17

1.3K 239 14
                                    

Agung Hartawan datang kekediaman Tejokusumo dengan menahan amarah, bagaimana tidak ia mendapat khabar bahwa cucu lelakinya meninggal dan sudah dimakamkan beberapa hari yang lalu. Ia pergi kerumah Seno, tapi tidak mendapatkan seorang pun penghuni, jadi dirinya pergi ke kediaman Tejokusumo. Selama ini dirinya bersumpah untuk tidak menginjakkan kaki kekediaman Tejokusumo karena keluarga itu telah mengambil anak lelaki satu-satunya penerus Hartawan. Agung baru akan mengetuk pintu kediaman Tejokusumo bertepatan dengan Seno yang keluar dari dalam rumah. Selama Niken tidak sadarkan diri dan dirawat dirumah sakit, Seno sengaja tinggal di kediaman Tejokusumo karena ia tidak mungkin meninggalkan Tria seorang diri dengan pengasuhnya. Demi keselamatan dan tumbuh kembang Tria, Seno membawa putrinya itu kekediaman Tejokusumo. Disana meski majikan mereka lelaki semua namun ada mbok Salamah, abdi dalem yang akan menjaga dan merawat Tria seperti putrinya sendiri. Mbok Salamah benar-benar memperhatikan Tria dan tidak sedikitpun meninggalkan Tria tanpa pengawasan darinya.

"Papa?!"

"Kamu benar-benar keterlaluan! Kamu sengaja tidak memberi tahu papa tentang kelahiran cucu lelaki papa!"
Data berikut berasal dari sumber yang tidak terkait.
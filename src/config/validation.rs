use crate::config::Config;
use crate::constants::validation::MAX_DECIMAL_PLACES;
use crate::error::AppError;
use std::path::Path;

fn validate_precision(field: &str, places: u32) -> Result<(), AppError> {
    if places > MAX_DECIMAL_PLACES {
        return Err(AppError::config_error(format!(
            "{field} must be at most {MAX_DECIMAL_PLACES} decimal places (got {places})"
        )));
    }
    Ok(())
}

fn validate_url(field: &str, url: &str) -> Result<(), AppError> {
    // Empty means the source is not configured
    if url.is_empty() {
        return Ok(());
    }
    if !url.starts_with("http://") && !url.starts_with("https://") {
        return Err(AppError::config_error(format!(
            "{field} must start with http:// or https:// (got '{url}')"
        )));
    }
    Ok(())
}

/// Validates the configuration settings
///
/// # Validation Rules
/// - Source URLs, when set, must be absolute http(s) URLs
/// - HTTP timeouts must be positive
/// - Logistic scales must be positive and finite
/// - Trend, momentum and consistency thresholds must be strictly ordered
/// - Moving average windows and the default window must be positive
/// - Rounding precisions must not exceed `MAX_DECIMAL_PLACES`
/// - Season and week ranges must not end before they start
/// - If log file path is provided, it cannot be empty and its parent must be creatable
pub fn validate_config(config: &Config) -> Result<(), AppError> {
    let sources = &config.sources;
    validate_url("sources.scoreboard_url", &sources.scoreboard_url)?;
    validate_url("sources.box_score_url", &sources.box_score_url)?;
    validate_url("sources.schedule_url", &sources.schedule_url)?;
    validate_url("sources.ratings_api_url", &sources.ratings_api_url)?;
    for (system, url) in &sources.rankings_pages {
        validate_url(&format!("sources.rankings_pages.{system}"), url)?;
    }

    if config.http.timeout_seconds == 0 || config.http.sub_fetch_timeout_seconds == 0 {
        return Err(AppError::config_error("HTTP timeouts must be positive"));
    }

    for dimension in [&config.prediction.dimension_a, &config.prediction.dimension_b] {
        if !(dimension.scale.is_finite() && dimension.scale > 0.0) {
            return Err(AppError::config_error(format!(
                "Logistic scale for {} must be positive",
                dimension.system
            )));
        }
    }
    if config.prediction.dimension_a.system == config.prediction.dimension_b.system {
        return Err(AppError::config_error(
            "Prediction dimensions must use two different rating systems",
        ));
    }

    validate_precision(
        "prediction.probability_precision",
        config.prediction.probability_precision,
    )?;
    validate_precision("prediction.spread_precision", config.prediction.spread_precision)?;

    let analytics = &config.analytics;
    validate_precision("analytics.default_precision", analytics.default_precision)?;
    for (metric, places) in &analytics.precision {
        validate_precision(&format!("analytics.precision.{metric}"), *places)?;
    }
    if analytics.default_window == 0 {
        return Err(AppError::config_error("analytics.default_window must be positive"));
    }
    if analytics.moving_average_windows.is_empty()
        || analytics.moving_average_windows.contains(&0)
    {
        return Err(AppError::config_error(
            "analytics.moving_average_windows must contain positive window lengths",
        ));
    }
    let trend = &analytics.trend;
    if !(trend.strong > trend.moderate && trend.moderate > trend.slight && trend.slight >= 0.0) {
        return Err(AppError::config_error(
            "Trend thresholds must satisfy strong > moderate > slight >= 0",
        ));
    }
    let momentum = &analytics.momentum;
    if !(momentum.strong > momentum.mild && momentum.mild >= 0.0) {
        return Err(AppError::config_error(
            "Momentum thresholds must satisfy strong > mild >= 0",
        ));
    }
    let consistency = &analytics.consistency;
    if !(consistency.very_consistent < consistency.consistent
        && consistency.consistent < consistency.moderate)
    {
        return Err(AppError::config_error(
            "Consistency thresholds must satisfy very_consistent < consistent < moderate",
        ));
    }

    for season in &config.seasons {
        if season.end < season.start {
            return Err(AppError::config_error(format!(
                "Season {} ends before it starts",
                season.year
            )));
        }
        if let Some(week) = season.weeks.iter().find(|w| w.end < w.start) {
            return Err(AppError::config_error(format!(
                "Week {} of season {} ends before it starts",
                week.week, season.year
            )));
        }
    }

    if config.jobs.workers == 0 {
        return Err(AppError::config_error("jobs.workers must be positive"));
    }

    if let Some(log_path) = &config.log_file_path {
        if log_path.is_empty() {
            return Err(AppError::config_error("Log file path cannot be empty"));
        }

        if let Some(parent) = Path::new(log_path).parent()
            && !parent.as_os_str().is_empty()
            && !parent.exists()
        {
            std::fs::create_dir_all(parent).map_err(|e| {
                AppError::config_error(format!(
                    "Cannot create log directory '{}': {}",
                    parent.display(),
                    e
                ))
            })?;
        }
    }

    Ok(())
}
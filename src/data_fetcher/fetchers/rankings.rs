use reqwest::Client;
use tracing::{info, instrument, warn};

use super::html::{cell, table_rows};
use crate::config::RatingsTableConfig;
use crate::data_fetcher::api::fetch_text;
use crate::data_fetcher::models::RankingRecord;
use crate::data_fetcher::models::common::parse_number;
use crate::error::AppError;

/// Fetches and parses one HTML rating table.
#[instrument(skip(client, table))]
pub async fn fetch_rankings_page(
    client: &Client,
    url: &str,
    table: &RatingsTableConfig,
) -> Result<Vec<RankingRecord>, AppError> {
    let html = fetch_text(client, url).await?;
    let records = parse_rankings_html(&html, table, url)?;
    info!("Parsed {} rating rows from {}", records.len(), url);
    Ok(records)
}

/// Extracts rating rows using the configured row selector and column layout.
/// Rows without a team name are skipped and logged.
pub fn parse_rankings_html(
    html: &str,
    table: &RatingsTableConfig,
    url: &str,
) -> Result<Vec<RankingRecord>, AppError> {
    let rows = table_rows(html, &table.row_selector, url)?;
    if rows.is_empty() {
        warn!(url = %url, selector = %table.row_selector, "Rating table selector matched no rows");
    }

    let number_at = |cells: &[String], column: Option<usize>| {
        column.and_then(|c| cell(cells, c)).and_then(parse_number)
    };

    let mut records = Vec::with_capacity(rows.len());
    for (cells, fragment) in rows {
        let Some(team_name) = cell(&cells, table.team_column) else {
            warn!(url = %url, raw = %fragment, "Skipping rating row without team name");
            continue;
        };

        records.push(RankingRecord {
            team_name: Some(team_name.to_string()),
            rank: number_at(&cells, table.rank_column)
                .filter(|r| *r >= 1.0)
                .map(|r| r as u32),
            value: number_at(&cells, Some(table.value_column)),
            offense: number_at(&cells, table.offense_column),
            defense: number_at(&cells, table.defense_column),
        });
    }

    Ok(records)
}

#[cfg(test)]
mod tests {
    use super::*;
    use crate::data_fetcher::api::http_client::create_test_http_client;
    use wiremock::matchers::{method, path};
    use wiremock::{Mock, MockServer, ResponseTemplate};

    const PAGE: &str = r#"
        <html><body>
        <table class="ratings">
          <thead><tr><th>Rk</th><th>Team</th><th>Rating</th><th>Off</th><th>Def</th></tr></thead>
          <tbody>
            <tr><td>1</td><td>Georgia</td><td>1,702.4</td><td>35.1</td><td>12.0</td></tr>
            <tr><td>2</td><td>Ohio State</td><td>1,688.0</td><td>33.9</td><td>11.2</td></tr>
            <tr><td>3</td><td></td><td>1,650.0</td><td></td><td></td></tr>
            <tr><td>4</td><td>Oregon</td><td>n/a</td><td></td><td></td></tr>
          </tbody>
        </table>
        </body></html>"#;

    fn table() -> RatingsTableConfig {
        RatingsTableConfig {
            offense_column: Some(3),
            defense_column: Some(4),
            ..RatingsTableConfig::default()
        }
    }

    #[test]
    fn test_parse_rankings_rows() {
        let records = parse_rankings_html(PAGE, &table(), "url").unwrap();

        assert_eq!(records.len(), 3);
        assert_eq!(records[0].team_name.as_deref(), Some("Georgia"));
        assert_eq!(records[0].rank, Some(1));
        assert_eq!(records[0].value, Some(1702.4));
        assert_eq!(records[0].offense, Some(35.1));
        assert_eq!(records[1].defense, Some(11.2));
        // Unparseable rating degrades to None instead of dropping the row
        assert_eq!(records[2].team_name.as_deref(), Some("Oregon"));
        assert_eq!(records[2].value, None);
    }

    #[test]
    fn test_selector_matching_nothing_yields_empty() {
        let mut config = table();
        config.row_selector = "table.missing tr".to_string();
        assert!(parse_rankings_html(PAGE, &config, "url").unwrap().is_empty());
    }

    #[tokio::test]
    async fn test_fetch_rankings_page() {
        let mock_server = MockServer::start().await;
        Mock::given(method("GET"))
            .and(path("/elo"))
            .respond_with(ResponseTemplate::new(200).set_body_string(PAGE))
            .mount(&mock_server)
            .await;

        let client = create_test_http_client();
        let url = format!("{}/elo", mock_server.uri());
        let records = fetch_rankings_page(&client, &url, &table()).await.unwrap();
        assert_eq!(records.len(), 3);
    }
}
use crate::constants::env_vars;
use crate::error::AppError;
use serde::{Deserialize, Serialize};
use std::path::Path;
use tokio::fs;
use tokio::io::AsyncWriteExt;

pub mod paths;
pub mod seasons;
pub mod sections;
pub mod validation;

pub use seasons::{SeasonConfig, WeekRange, season_for_date, week_for_date};
pub use sections::{
    AnalyticsConfig, ConsistencyThresholds, DatabaseConfig, HttpConfig, JobsConfig,
    MomentumThresholds, PredictionConfig, RatingDimension, RatingsConfig, RatingsTableConfig,
    ScheduleTableConfig, SourcesConfig, TrendThresholds,
};

use paths::{get_config_path, get_default_db_path, get_log_dir_path};
use validation::validate_config;

/// Configuration structure for the application.
/// Built once at startup and passed by reference into the components.
#[derive(Debug, Serialize, Deserialize, Clone, Default, PartialEq)]
#[serde(default)]
pub struct Config {
    /// Path to the log file. If not specified, logs will be written to a default location.
    #[serde(skip_serializing_if = "Option::is_none")]
    pub log_file_path: Option<String>,
    pub http: HttpConfig,
    pub sources: SourcesConfig,
    pub database: DatabaseConfig,
    pub ratings: RatingsConfig,
    pub prediction: PredictionConfig,
    pub analytics: AnalyticsConfig,
    pub jobs: JobsConfig,
    pub seasons: Vec<SeasonConfig>,
}

impl Config {
    /// Loads configuration from `path`, or from the default config file location.
    /// A missing file yields the built-in defaults.
    /// Environment variables override config file values.
    ///
    /// # Environment Variables
    /// - `SPORTS_RATINGS_DB_PATH` - Override the SQLite database path
    /// - `SPORTS_RATINGS_LOG_FILE` - Override log file path
    /// - `SPORTS_RATINGS_HTTP_TIMEOUT` - Override HTTP timeout in seconds
    /// - `SPORTS_RATINGS_SCOREBOARD_URL` - Override the scoreboard endpoint
    pub async fn load(path: Option<&str>) -> Result<Self, AppError> {
        let config_path = path.map(str::to_string).unwrap_or_else(get_config_path);

        let mut config = if Path::new(&config_path).exists() {
            Self::load_from_path(&config_path).await?
        } else {
            tracing::debug!("No config file at {config_path}, using defaults");
            Config::default()
        };

        config.apply_env_overrides();
        config.validate()?;

        Ok(config)
    }

    fn apply_env_overrides(&mut self) {
        if let Ok(db_path) = std::env::var(env_vars::DB_PATH) {
            self.database.path = Some(db_path);
        }

        if let Ok(log_file_path) = std::env::var(env_vars::LOG_FILE) {
            self.log_file_path = Some(log_file_path);
        }

        if let Some(timeout) = std::env::var(env_vars::HTTP_TIMEOUT)
            .ok()
            .and_then(|s| s.parse::<u64>().ok())
        {
            self.http.timeout_seconds = timeout;
        }

        if let Ok(url) = std::env::var(env_vars::SCOREBOARD_URL) {
            self.sources.scoreboard_url = url;
        }
    }

    /// Validates the configuration settings
    pub fn validate(&self) -> Result<(), AppError> {
        validate_config(self)
    }

    /// Saves current configuration to the default config file location.
    pub async fn save(&self) -> Result<(), AppError> {
        let config_path = get_config_path();
        self.save_to_path(&config_path).await
    }

    pub fn get_config_path() -> String {
        paths::get_config_path()
    }

    pub fn get_log_dir_path() -> String {
        paths::get_log_dir_path()
    }

    /// Effective SQLite path: configured value or the platform default
    pub fn db_path(&self) -> String {
        self.database
            .path
            .clone()
            .unwrap_or_else(get_default_db_path)
    }

    /// Renders the effective configuration as TOML for display.
    pub fn display(&self) -> Result<String, AppError> {
        let mut out = String::new();
        out.push_str("# Config Location: ");
        out.push_str(&get_config_path());
        out.push('\n');
        out.push_str("# Database: ");
        out.push_str(&self.db_path());
        out.push('\n');
        out.push_str("# Log Directory: ");
        out.push_str(
            self.log_file_path
                .as_deref()
                .unwrap_or(&get_log_dir_path()),
        );
        out.push_str("\n\n");
        out.push_str(&toml::to_string_pretty(self)?);
        Ok(out)
    }

    /// Saves configuration to a custom file path.
    ///
    /// Creates the parent directory if it doesn't exist.
    ///
    /// # Errors
    /// * `AppError::Config` - If the provided path has no parent directory
    /// * `AppError::Io` - If there's an I/O error creating directories or writing the file
    /// * `AppError::TomlSerialize` - If there's an error serializing the configuration
    pub async fn save_to_path(&self, path: &str) -> Result<(), AppError> {
        let config_dir = Path::new(path).parent().ok_or_else(|| {
            AppError::config_error(format!("Path '{path}' has no parent directory"))
        })?;

        if !config_dir.exists() {
            fs::create_dir_all(config_dir).await?;
        }
        let content = toml::to_string_pretty(self)?;
        let mut file = fs::File::create(path).await?;
        file.write_all(content.as_bytes()).await?;
        file.flush().await?;
        Ok(())
    }

    /// Loads configuration from a custom file path without env overrides.
    pub async fn load_from_path(path: &str) -> Result<Self, AppError> {
        let content = fs::read_to_string(path).await?;
        let config: Config = toml::from_str(&content)?;
        Ok(config)
    }
}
"Pa, cucu papa sudah meninggal."

"Itu karena kamu dan istrimu tidak menjaga cucu papa dengan baik!"

"Cukup Pa! Jangan sekali-kali papa menyalahkan Niken. Semua salah Seno! Bahkan sampai saat ini Niken belum sadarkan diri, Niken belum tahu bayi-bayi kami tiada! Jadi kalau ada yang harus disalahkan, salahkan Seno yang tidak bisa menjaga keluarga Seno!"

"Seno, ajak papamu masuk. Jangan buat keributan didepan pintu rumah." Brama muncul dari halaman samping. Lelaki itu berhadapan dengan Agung Hartawan. Agung sendiri membuang muka saat Brama menatapnya.

"Silahkan masuk Pak Agung. Sebaiknya dibicarakan didalam saja."

"TIdak perlu, saya langsung pulang-"

"Selesaikan dan tanyakan apa yang ingin pak Agung ketahui, karena pergi dengan meninggalkan ganjalan dihati itu sangat tidak enak." Setelahnya Brama meninggalkan Seno dan Agung di depan pintu. Lelaki itu memilih bermain dengan Tria dan membuat Agung melirik untuk mencari tahu bagaimana Brama dan Tria berinteraksi.

"Mari masuk, pa." Seno mempersilahkan papanya masuk ketika ia melihat Sigit memasuki halaman rumah Tejokusumo.

"Sigit."

"Mas Seno, untung mas masih dirumah. Ada yang harus aku sampaikan terkait kecelakaan mbak Niken." Tubuh Seno menegang. Ia segera mengajak Sigit masuk kedala rumah yang mau tidak mau diikuti oleh Agung karena lelaki itu penasaran dengan apa yang terjadi dengan cucunya.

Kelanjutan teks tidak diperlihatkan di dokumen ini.